__Try it__:
State how many lines of the entries hold the string "await". Reply with the number alone.

__Input material__:
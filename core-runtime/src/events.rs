//! # Core Event Bus
//!
//! ## Overview
//!
//! Broadcast channel over which the engine announces sync lifecycle and
//! scheduler transitions. Hosts subscribe to drive status indicators or
//! activity logs; the engine never waits on subscribers, and events are
//! dropped silently when nobody is listening.
//!
//! Every event serializes with a stable `type`/`payload` envelope so it
//! can cross a process or FFI boundary as JSON unchanged.
//!
//! ## Usage
//!
//! ```ignore
//! use core_runtime::events::{CoreEvent, EventBus, SyncEvent};
//!
//! let bus = EventBus::default();
//! let mut rx = bus.subscribe();
//!
//! bus.emit(CoreEvent::Sync(SyncEvent::Started {
//!     trigger: "manual".to_string(),
//!     direction: Some("upload".to_string()),
//! }))
//! .ok();
//!
//! while let Ok(event) = rx.recv().await {
//!     println!("[{:?}] {}", event.severity(), event.description());
//! }
//! ```

use core_journal::{RecordKind, SyncFrequency};
use serde::{Deserialize, Serialize};
use std::fmt;
use tokio::sync::broadcast;

/// Default capacity of the broadcast channel backing an [`EventBus`].
///
/// Slow subscribers that fall more than this many events behind receive
/// a `Lagged` error from their receiver and skip ahead.
pub const DEFAULT_EVENT_BUFFER_SIZE: usize = 100;

// ============================================================================
// Event Types
// ============================================================================

/// Coarse severity attached to every event, for hosts that route events
/// into their own logging or notification facilities.
#[derive(Debug, Clone, Copy, PartialEq, Eq, Serialize, Deserialize)]
#[serde(rename_all = "lowercase")]
pub enum EventSeverity {
    Info,
    Warning,
    Error,
}

/// Top-level event envelope.
///
/// Serialized as `{"type": "sync", "payload": {...}}` so subscribers on
/// the other side of a JSON boundary can dispatch on `type` alone.
#[derive(Debug, Clone, Serialize, Deserialize)]
#[serde(tag = "type", content = "payload", rename_all = "camelCase")]
pub enum CoreEvent {
    /// Sync engine lifecycle.
    Sync(SyncEvent),
    /// Background scheduler transitions.
    Scheduler(SchedulerEvent),
}

/// Events emitted during a sync cycle, from first network touch to the
/// recorded outcome.
#[derive(Debug, Clone, Serialize, Deserialize)]
#[serde(tag = "event", rename_all = "camelCase")]
pub enum SyncEvent {
    /// A sync cycle began.
    #[serde(rename_all = "camelCase")]
    Started {
        /// What initiated the cycle (`"manual"` or `"auto"`).
        trigger: String,
        /// Requested direction for manual syncs, absent for automatic ones.
        #[serde(skip_serializing_if = "Option::is_none")]
        direction: Option<String>,
    },

    /// A sync cycle finished and its outcome was recorded.
    #[serde(rename_all = "camelCase")]
    Completed {
        /// Human-readable outcome summary.
        message: String,
        /// Wall-clock duration of the cycle.
        duration_ms: u64,
    },

    /// A sync cycle failed.
    Failed { message: String },

    /// An automatic cycle exited early without touching the network.
    Skipped { reason: String },

    /// Both sides changed the same record kinds since the last sync.
    #[serde(rename_all = "camelCase")]
    ConflictDetected { kinds: Vec<RecordKind> },
}

/// Events describing the automatic sync scheduler.
#[derive(Debug, Clone, Serialize, Deserialize)]
#[serde(tag = "event", rename_all = "camelCase")]
pub enum SchedulerEvent {
    /// The periodic timer was armed.
    #[serde(rename_all = "camelCase")]
    Armed {
        frequency: SyncFrequency,
        interval_secs: u64,
    },

    /// The periodic timer was cancelled.
    Stopped,
}

impl CoreEvent {
    /// Short human-readable description, suitable for log lines.
    pub fn description(&self) -> String {
        match self {
            CoreEvent::Sync(event) => match event {
                SyncEvent::Started { trigger, direction } => match direction {
                    Some(direction) => format!("{trigger} sync started ({direction})"),
                    None => format!("{trigger} sync started"),
                },
                SyncEvent::Completed {
                    message,
                    duration_ms,
                } => format!("sync completed in {duration_ms}ms: {message}"),
                SyncEvent::Failed { message } => format!("sync failed: {message}"),
                SyncEvent::Skipped { reason } => format!("sync skipped: {reason}"),
                SyncEvent::ConflictDetected { kinds } => {
                    let names: Vec<&str> = kinds.iter().map(|k| k.as_str()).collect();
                    format!("sync conflict detected in {}", names.join(", "))
                }
            },
            CoreEvent::Scheduler(event) => match event {
                SchedulerEvent::Armed {
                    frequency,
                    interval_secs,
                } => format!("auto-sync armed ({frequency}, every {interval_secs}s)"),
                SchedulerEvent::Stopped => "auto-sync stopped".to_string(),
            },
        }
    }

    /// Severity bucket for this event.
    pub fn severity(&self) -> EventSeverity {
        match self {
            CoreEvent::Sync(SyncEvent::Failed { .. }) => EventSeverity::Error,
            CoreEvent::Sync(SyncEvent::ConflictDetected { .. }) => EventSeverity::Warning,
            _ => EventSeverity::Info,
        }
    }
}

// ============================================================================
// Event Bus
// ============================================================================

/// Fan-out broadcast bus for [`CoreEvent`]s.
///
/// Cloning the bus is cheap and every clone feeds the same channel.
#[derive(Clone)]
pub struct EventBus {
    sender: broadcast::Sender<CoreEvent>,
}

impl EventBus {
    /// Creates a bus whose channel buffers up to `capacity` events per
    /// subscriber before lagging them.
    pub fn new(capacity: usize) -> Self {
        let (sender, _) = broadcast::channel(capacity);
        Self { sender }
    }

    /// Publishes an event to all current subscribers.
    ///
    /// Returns the number of subscribers that received the event. With
    /// no subscribers the event is dropped and an error is returned;
    /// callers that treat events as fire-and-forget use `emit(..).ok()`.
    pub fn emit(
        &self,
        event: CoreEvent,
    ) -> std::result::Result<usize, broadcast::error::SendError<CoreEvent>> {
        self.sender.send(event)
    }

    /// Registers a new subscriber receiving every event emitted from
    /// this point on.
    pub fn subscribe(&self) -> broadcast::Receiver<CoreEvent> {
        self.sender.subscribe()
    }

    /// Number of live subscribers.
    pub fn subscriber_count(&self) -> usize {
        self.sender.receiver_count()
    }
}

impl Default for EventBus {
    fn default() -> Self {
        Self::new(DEFAULT_EVENT_BUFFER_SIZE)
    }
}

impl fmt::Debug for EventBus {
    fn fmt(&self, f: &mut fmt::Formatter<'_>) -> fmt::Result {
        f.debug_struct("EventBus")
            .field("subscribers", &self.subscriber_count())
            .finish()
    }
}

#[cfg(test)]
mod tests {
    use super::*;

    #[tokio::test]
    async fn test_emit_and_receive() {
        let bus = EventBus::default();
        let mut rx = bus.subscribe();

        let delivered = bus
            .emit(CoreEvent::Sync(SyncEvent::Failed {
                message: "backup endpoint unreachable".to_string(),
            }))
            .unwrap();
        assert_eq!(delivered, 1);

        let event = rx.recv().await.unwrap();
        assert_eq!(event.severity(), EventSeverity::Error);
        assert!(event.description().contains("unreachable"));
    }

    #[tokio::test]
    async fn test_emit_without_subscribers_is_an_error() {
        let bus = EventBus::new(8);
        let result = bus.emit(CoreEvent::Scheduler(SchedulerEvent::Stopped));
        assert!(result.is_err());
    }

    #[tokio::test]
    async fn test_subscriber_count_tracks_receivers() {
        let bus = EventBus::default();
        assert_eq!(bus.subscriber_count(), 0);

        let rx1 = bus.subscribe();
        let rx2 = bus.subscribe();
        assert_eq!(bus.subscriber_count(), 2);

        drop(rx1);
        drop(rx2);
        assert_eq!(bus.subscriber_count(), 0);
    }

    #[test]
    fn test_event_envelope_serialization() {
        let event = CoreEvent::Sync(SyncEvent::Completed {
            message: "uploaded snapshot".to_string(),
            duration_ms: 420,
        });

        let value = serde_json::to_value(&event).unwrap();
        assert_eq!(value["type"], "sync");
        assert_eq!(value["payload"]["event"], "completed");
        assert_eq!(value["payload"]["durationMs"], 420);
    }

    #[test]
    fn test_conflict_event_carries_wire_kind_names() {
        let event = CoreEvent::Sync(SyncEvent::ConflictDetected {
            kinds: vec![RecordKind::Tasks, RecordKind::DiaryEntries],
        });

        let value = serde_json::to_value(&event).unwrap();
        assert_eq!(value["payload"]["kinds"][0], "tasks");
        assert_eq!(value["payload"]["kinds"][1], "diaryEntries");
    }

    #[test]
    fn test_scheduler_armed_serialization() {
        let event = CoreEvent::Scheduler(SchedulerEvent::Armed {
            frequency: SyncFrequency::Daily,
            interval_secs: 86_400,
        });

        let value = serde_json::to_value(&event).unwrap();
        assert_eq!(value["type"], "scheduler");
        assert_eq!(value["payload"]["event"], "armed");
        assert_eq!(value["payload"]["frequency"], "daily");
        assert_eq!(value["payload"]["intervalSecs"], 86_400);
    }

    #[test]
    fn test_started_event_omits_absent_direction() {
        let event = CoreEvent::Sync(SyncEvent::Started {
            trigger: "auto".to_string(),
            direction: None,
        });

        let value = serde_json::to_value(&event).unwrap();
        assert!(value["payload"].get("direction").is_none());
    }

    #[test]
    fn test_severity_buckets() {
        let failed = CoreEvent::Sync(SyncEvent::Failed {
            message: "x".to_string(),
        });
        let conflict = CoreEvent::Sync(SyncEvent::ConflictDetected {
            kinds: vec![RecordKind::Goals],
        });
        let stopped = CoreEvent::Scheduler(SchedulerEvent::Stopped);

        assert_eq!(failed.severity(), EventSeverity::Error);
        assert_eq!(conflict.severity(), EventSeverity::Warning);
        assert_eq!(stopped.severity(), EventSeverity::Info);
    }
}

__Answer section__:
2